Higher interest rates will mean higher costs for hotel development projects, but there are a number of strategies that developers can adopt to recover these costs, according to the experts. By carefully considering the specific circumstances of their project and adopting a creative and flexible approach, developers can mitigate the impact of rising interest rates and ensure the success of their projects.

Yazbeck said that matching the right brand to the right project is essential. With the right match, Accor for example, can identify the clearest route to meeting the owner’s cost of capital and return on equity (RoE) expectations.

Yazbeck also highlighted Accor’s unique Augmented Hospitality offering, with multi-faceted and mixed-use development projects, which allows owners to counter rising costs through optimising their revenue across a development. These projects often include a mixture of elements that drive revenue 24/7; such as one or two hotel brands, an extended stay offering, branded residential, lively F&B, coworking, and wellness facilities; as well as allowing owners to equally have retail offering and other facilities within this same mixed-use project.

Choufany said that the approach taken to recover the higher costs will depend on a combination of factors and the specific circumstances of the hotel project.

“While it is not uncommon to increase room rates and F&B prices and/or implement operational efficiencies, other measures for new projects typically would include one or more of the following: delay or project scale down; diversifying income streams through re-engineering areas and offering, and sourcing different funding including but not limited to equity investors, government incentives/funding, or partnership opportunities,” she said.

Choufany also noted that interest rates are prone to fluctuations, governed by macro environment and therefore it is likely that construction loans will be refinanced with lower interest rates when the market conditions normalise.

Sona said that engineering value, as opposed to value engineering, is the name of the game. He added that rethinking and going back to the drawing board where possible is the solution. Where developments are advanced, there is the need to relook at costs or bring in innovative solutions to recuperate equity invested.

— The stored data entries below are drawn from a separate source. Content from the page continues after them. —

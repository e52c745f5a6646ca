pub mod arena;
pub mod dungeon;
pub mod farming;
pub mod pagination;
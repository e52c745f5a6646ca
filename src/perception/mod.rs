pub mod matcher;
pub mod ocr;
pub mod screenshot;
pub mod templates;
pub mod types;
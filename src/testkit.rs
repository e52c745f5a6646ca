//! Synthetic frames and scripted fakes for unit tests.

use std::sync::{Arc, Mutex};
use std::time::Duration;

use async_trait::async_trait;
use image::{GrayImage, Luma};
use tokio_util::sync::CancellationToken;

use crate::errors::PilotResult;
use crate::executor::coordinator::{Coordinator, CoordinatorSettings};
use crate::executor::input::InputDevice;
use crate::navigation::graph::{Screen, ScreenGraph};
use crate::navigation::identifier::ScreenIdentifier;
use crate::navigation::navigator::{Navigator, NavigatorSettings};
use crate::perception::screenshot::FrameSource;
use crate::perception::templates::TemplateStore;
use crate::perception::types::{Frame, Point};
use crate::scenario_engine::poller::{PollSpec, Poller};

pub const BACKGROUND: u8 = 20;
pub const BRIGHT: u8 = 255;
pub const MARKER_SIZE: u32 = 12;
pub const BUTTON_SIZE: u32 = 8;

pub fn blank(width: u32, height: u32) -> GrayImage {
    GrayImage::from_pixel(width, height, Luma([BACKGROUND]))
}

/// 12x12 marker: three bright corners plus one pixel that depends on `id`
/// (unique below 100). The corners pin the only exact alignment, so no
/// shifted window of one marker reproduces another.
pub fn marker(id: u32) -> GrayImage {
    let inner = (1 + id % 10, 1 + (id / 10) % 10);
    let mut img = blank(MARKER_SIZE, MARKER_SIZE);
    for (x, y) in [(0, 0), (11, 0), (11, 11), inner] {
        img.put_pixel(x, y, Luma([BRIGHT]));
    }
    img
}

/// 8x8 marker whose bright pixels have pairwise distinct offsets, so any
/// shifted window overlaps it in at most one bright pixel.
pub fn button_marker() -> GrayImage {
    let mut img = blank(BUTTON_SIZE, BUTTON_SIZE);
    for (x, y) in [(0, 0), (3, 1), (6, 4), (2, 6)] {
        img.put_pixel(x, y, Luma([BRIGHT]));
    }
    img
}

pub fn stamp(canvas: &mut GrayImage, img: &GrayImage, x: u32, y: u32) {
    stamp_clipped(canvas, img, x as i64, y as i64);
}

/// Like [`stamp`], but the image may hang over any edge of the canvas.
pub fn stamp_clipped(canvas: &mut GrayImage, img: &GrayImage, x: i64, y: i64) {
    image::imageops::replace(canvas, img, x, y);
}

#[derive(Debug, Clone, PartialEq)]
pub enum Gesture {
    Click(Point),
    Drag(Point, Point),
    Key(String),
}

/// A game the tests script: `render` draws the current state and `react`
/// updates it for every input gesture.
pub trait Scripted: Send + 'static {
    fn render(&self) -> Option<GrayImage>;
    fn react(&mut self, gesture: &Gesture);
}

/// Shared handle that acts as both the capture backend and the input device.
pub struct FakeGame<S: Scripted> {
    pub state: Arc<Mutex<S>>,
    pub gestures: Arc<Mutex<Vec<Gesture>>>,
}

impl<S: Scripted> Clone for FakeGame<S> {
    fn clone(&self) -> Self {
        Self {
            state: self.state.clone(),
            gestures: self.gestures.clone(),
        }
    }
}

impl<S: Scripted> FakeGame<S> {
    pub fn new(state: S) -> Self {
        Self {
            state: Arc::new(Mutex::new(state)),
            gestures: Arc::new(Mutex::new(Vec::new())),
        }
    }

    pub fn gestures(&self) -> Vec<Gesture> {
        self.gestures.lock().unwrap().clone()
    }

    pub fn clicks(&self) -> usize {
        self.gestures()
            .iter()
            .filter(|g| matches!(g, Gesture::Click(_)))
            .count()
    }

    pub fn with_state<R>(&self, f: impl FnOnce(&mut S) -> R) -> R {
        f(&mut self.state.lock().unwrap())
    }

    fn apply(&self, gesture: Gesture) {
        self.state.lock().unwrap().react(&gesture);
        self.gestures.lock().unwrap().push(gesture);
    }
}

#[async_trait]
impl<S: Scripted> FrameSource for FakeGame<S> {
    async fn capture(&self) -> PilotResult<Option<Frame>> {
        Ok(self.state.lock().unwrap().render().map(Frame::new))
    }
}

#[async_trait]
impl<S: Scripted> InputDevice for FakeGame<S> {
    async fn click(&self, at: Point) -> PilotResult<()> {
        self.apply(Gesture::Click(at));
        Ok(())
    }

    async fn drag(&self, from: Point, to: Point, _hold: Duration) -> PilotResult<()> {
        self.apply(Gesture::Drag(from, to));
        Ok(())
    }

    async fn key_press(&self, key: &str) -> PilotResult<()> {
        self.apply(Gesture::Key(key.to_string()));
        Ok(())
    }
}

/// Navigator over `game` with millisecond waits and no settle delay.
pub fn navigator<S: Scripted>(
    game: &FakeGame<S>,
    screens: Vec<Screen>,
    templates: TemplateStore,
    cancel: CancellationToken,
) -> Navigator {
    let identifier = ScreenIdentifier::new(
        Arc::new(ScreenGraph::build(screens).unwrap()),
        Arc::new(templates),
        0.95,
    );
    let coordinator = Coordinator::new(
        Arc::new(game.clone()),
        Arc::new(game.clone()),
        Poller::new(cancel),
        CoordinatorSettings {
            capture_retries: 2,
            capture_retry_delay: Duration::from_millis(1),
            settle: Duration::ZERO,
        },
    );
    let settings = NavigatorSettings {
        hop_wait: PollSpec::millis(5, 1),
        element_wait: PollSpec::millis(5, 1),
        ..NavigatorSettings::default()
    };
    Navigator::new(Arc::new(coordinator), Arc::new(identifier), settings)
}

McGovern said that higher interest rates do pose a challenge, but they needn’t compromise project success. Developers often explore a combination of strategies, including adjusting pricing models and optimising operational efficiency. While some costs may be passed on to consumers, his approach emphasises maintaining the quality and guest experience. Developers can also explore partnerships, cost-effective technologies, and value engineering to manage heightened expenses while maintaining their projects’ competitiveness and profitability.